── Source records
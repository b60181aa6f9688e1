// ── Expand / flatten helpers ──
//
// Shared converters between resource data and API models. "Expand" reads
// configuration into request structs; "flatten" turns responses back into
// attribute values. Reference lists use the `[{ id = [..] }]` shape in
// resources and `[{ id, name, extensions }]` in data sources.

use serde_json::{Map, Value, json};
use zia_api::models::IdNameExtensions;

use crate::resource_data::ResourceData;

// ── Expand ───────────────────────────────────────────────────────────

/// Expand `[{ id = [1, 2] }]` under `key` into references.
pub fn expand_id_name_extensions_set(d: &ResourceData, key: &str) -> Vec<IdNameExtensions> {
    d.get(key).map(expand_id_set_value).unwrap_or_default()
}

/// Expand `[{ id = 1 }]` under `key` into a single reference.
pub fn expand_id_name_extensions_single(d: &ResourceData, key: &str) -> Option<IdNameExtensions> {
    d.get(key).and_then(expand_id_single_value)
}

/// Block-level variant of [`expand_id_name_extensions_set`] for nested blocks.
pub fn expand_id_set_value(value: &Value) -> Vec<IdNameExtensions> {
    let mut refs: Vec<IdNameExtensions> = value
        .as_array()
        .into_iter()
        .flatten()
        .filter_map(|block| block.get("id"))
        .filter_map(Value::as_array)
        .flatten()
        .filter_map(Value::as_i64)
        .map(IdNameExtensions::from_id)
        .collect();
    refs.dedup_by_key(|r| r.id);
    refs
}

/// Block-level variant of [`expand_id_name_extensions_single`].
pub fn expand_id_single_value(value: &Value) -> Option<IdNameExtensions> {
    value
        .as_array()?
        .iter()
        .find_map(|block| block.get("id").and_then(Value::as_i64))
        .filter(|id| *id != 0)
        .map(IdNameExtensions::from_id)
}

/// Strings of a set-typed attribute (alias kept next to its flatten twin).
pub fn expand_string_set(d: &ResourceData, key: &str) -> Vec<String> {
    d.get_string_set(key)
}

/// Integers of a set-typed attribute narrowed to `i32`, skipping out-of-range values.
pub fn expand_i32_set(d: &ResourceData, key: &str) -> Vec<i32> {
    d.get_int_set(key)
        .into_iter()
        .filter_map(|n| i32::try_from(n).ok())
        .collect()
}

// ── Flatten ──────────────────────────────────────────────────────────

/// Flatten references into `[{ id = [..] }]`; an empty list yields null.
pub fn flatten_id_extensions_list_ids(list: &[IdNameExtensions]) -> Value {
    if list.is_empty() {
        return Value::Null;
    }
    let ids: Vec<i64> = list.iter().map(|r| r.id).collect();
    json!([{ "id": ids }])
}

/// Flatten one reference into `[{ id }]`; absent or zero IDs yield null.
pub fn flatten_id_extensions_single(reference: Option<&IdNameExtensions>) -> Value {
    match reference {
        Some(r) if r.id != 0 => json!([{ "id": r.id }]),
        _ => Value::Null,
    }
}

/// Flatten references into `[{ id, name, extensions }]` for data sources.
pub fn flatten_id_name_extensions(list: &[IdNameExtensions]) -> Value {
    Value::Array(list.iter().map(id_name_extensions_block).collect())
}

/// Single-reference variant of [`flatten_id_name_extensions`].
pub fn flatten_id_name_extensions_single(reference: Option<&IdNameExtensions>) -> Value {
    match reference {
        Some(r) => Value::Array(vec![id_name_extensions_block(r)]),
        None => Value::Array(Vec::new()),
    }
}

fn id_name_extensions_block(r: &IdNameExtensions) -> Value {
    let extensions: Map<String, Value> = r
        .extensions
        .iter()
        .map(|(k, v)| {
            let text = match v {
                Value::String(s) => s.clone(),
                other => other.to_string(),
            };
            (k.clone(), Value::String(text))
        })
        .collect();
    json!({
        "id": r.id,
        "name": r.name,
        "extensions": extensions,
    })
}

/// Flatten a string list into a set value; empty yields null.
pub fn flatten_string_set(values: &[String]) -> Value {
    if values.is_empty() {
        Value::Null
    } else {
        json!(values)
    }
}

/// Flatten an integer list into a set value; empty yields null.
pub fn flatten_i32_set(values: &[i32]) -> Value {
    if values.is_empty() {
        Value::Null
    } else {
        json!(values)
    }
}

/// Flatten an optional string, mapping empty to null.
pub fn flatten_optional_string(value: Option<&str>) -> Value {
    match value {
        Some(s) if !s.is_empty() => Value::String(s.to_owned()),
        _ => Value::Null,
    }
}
────
Would you return all of the data exactly as it stands above?

Response area:
repository b60181aa6f9688e1
// ── Expand / flatten helpers ──
//
// Shared converters between resource data and API models. "Expand" reads
// configuration into request structs; "flatten" turns responses back into
// attribute values. Reference lists use the `[{ id = [..] }]` shape in
// resources and `[{ id, name, extensions }]` in data sources.

use serde_json::{Map, Value, json};
use zia_api::models::IdNameExtensions;

use crate::resource_data::ResourceData;

// ── Expand ───────────────────────────────────────────────────────────

/// Expand `[{ id = [1, 2] }]` under `key` into references.
pub fn expand_id_name_extensions_set(d: &ResourceData, key: &str) -> Vec<IdNameExtensions> {
    d.get(key).map(expand_id_set_value).unwrap_or_default()
}

/// Expand `[{ id = 1 }]` under `key` into a single reference.
pub fn expand_id_name_extensions_single(d: &ResourceData, key: &str) -> Option<IdNameExtensions> {
    d.get(key).and_then(expand_id_single_value)
}

/// Block-level variant of [`expand_id_name_extensions_set`] for nested blocks.
pub fn expand_id_set_value(value: &Value) -> Vec<IdNameExtensions> {
    let mut refs: Vec<IdNameExtensions> = value
        .as_array()
        .into_iter()
        .flatten()
        .filter_map(|block| block.get("id"))
        .filter_map(Value::as_array)
        .flatten()
        .filter_map(Value::as_i64)
        .map(IdNameExtensions::from_id)
        .collect();
    refs.dedup_by_key(|r| r.id);
    refs
}

/// Block-level variant of [`expand_id_name_extensions_single`].
pub fn expand_id_single_value(value: &Value) -> Option<IdNameExtensions> {
    value
        .as_array()?
        .iter()
        .find_map(|block| block.get("id").and_then(Value::as_i64))
        .filter(|id| *id != 0)
        .map(IdNameExtensions::from_id)
}

/// Strings of a set-typed attribute (alias kept next to its flatten twin).
pub fn expand_string_set(d: &ResourceData, key: &str) -> Vec<String> {
    d.get_string_set(key)
}

/// Integers of a set-typed attribute narrowed to `i32`, skipping out-of-range values.
pub fn expand_i32_set(d: &ResourceData, key: &str) -> Vec<i32> {
    d.get_int_set(key)
        .into_iter()
        .filter_map(|n| i32::try_from(n).ok())
        .collect()
}

// ── Flatten ──────────────────────────────────────────────────────────

/// Flatten references into `[{ id = [..] }]`; an empty list yields null.
pub fn flatten_id_extensions_list_ids(list: &[IdNameExtensions]) -> Value {
    if list.is_empty() {
        return Value::Null;
    }
    let ids: Vec<i64> = list.iter().map(|r| r.id).collect();
    json!([{ "id": ids }])
}

/// Flatten one reference into `[{ id }]`; absent or zero IDs yield null.
pub fn flatten_id_extensions_single(reference: Option<&IdNameExtensions>) -> Value {
    match reference {
        Some(r) if r.id != 0 => json!([{ "id": r.id }]),
        _ => Value::Null,
    }
}

/// Flatten references into `[{ id, name, extensions }]` for data sources.
pub fn flatten_id_name_extensions(list: &[IdNameExtensions]) -> Value {
    Value::Array(list.iter().map(id_name_extensions_block).collect())
}

/// Single-reference variant of [`flatten_id_name_extensions`].
pub fn flatten_id_name_extensions_single(reference: Option<&IdNameExtensions>) -> Value {
    match reference {
        Some(r) => Value::Array(vec![id_name_extensions_block(r)]),
        None => Value::Array(Vec::new()),
    }
}

fn id_name_extensions_block(r: &IdNameExtensions) -> Value {
    let extensions: Map<String, Value> = r
        .extensions
        .iter()
        .map(|(k, v)| {
            let text = match v {
                Value::String(s) => s.clone(),
                other => other.to_string(),
            };
            (k.clone(), Value::String(text))
        })
        .collect();
    json!({
        "id": r.id,
        "name": r.name,
        "extensions": extensions,
    })
}

/// Flatten a string list into a set value; empty yields null.
pub fn flatten_string_set(values: &[String]) -> Value {
    if values.is_empty() {
        Value::Null
    } else {
        json!(values)
    }
}

/// Flatten an integer list into a set value; empty yields null.
pub fn flatten_i32_set(values: &[i32]) -> Value {
    if values.is_empty() {
        Value::Null
    } else {
        json!(values)
    }
}

/// Flatten an optional string, mapping empty to null.
pub fn flatten_optional_string(value: Option<&str>) -> Value {
    match value {
        Some(s) if !s.is_empty() => Value::String(s.to_owned()),
        _ => Value::Null,
    }
}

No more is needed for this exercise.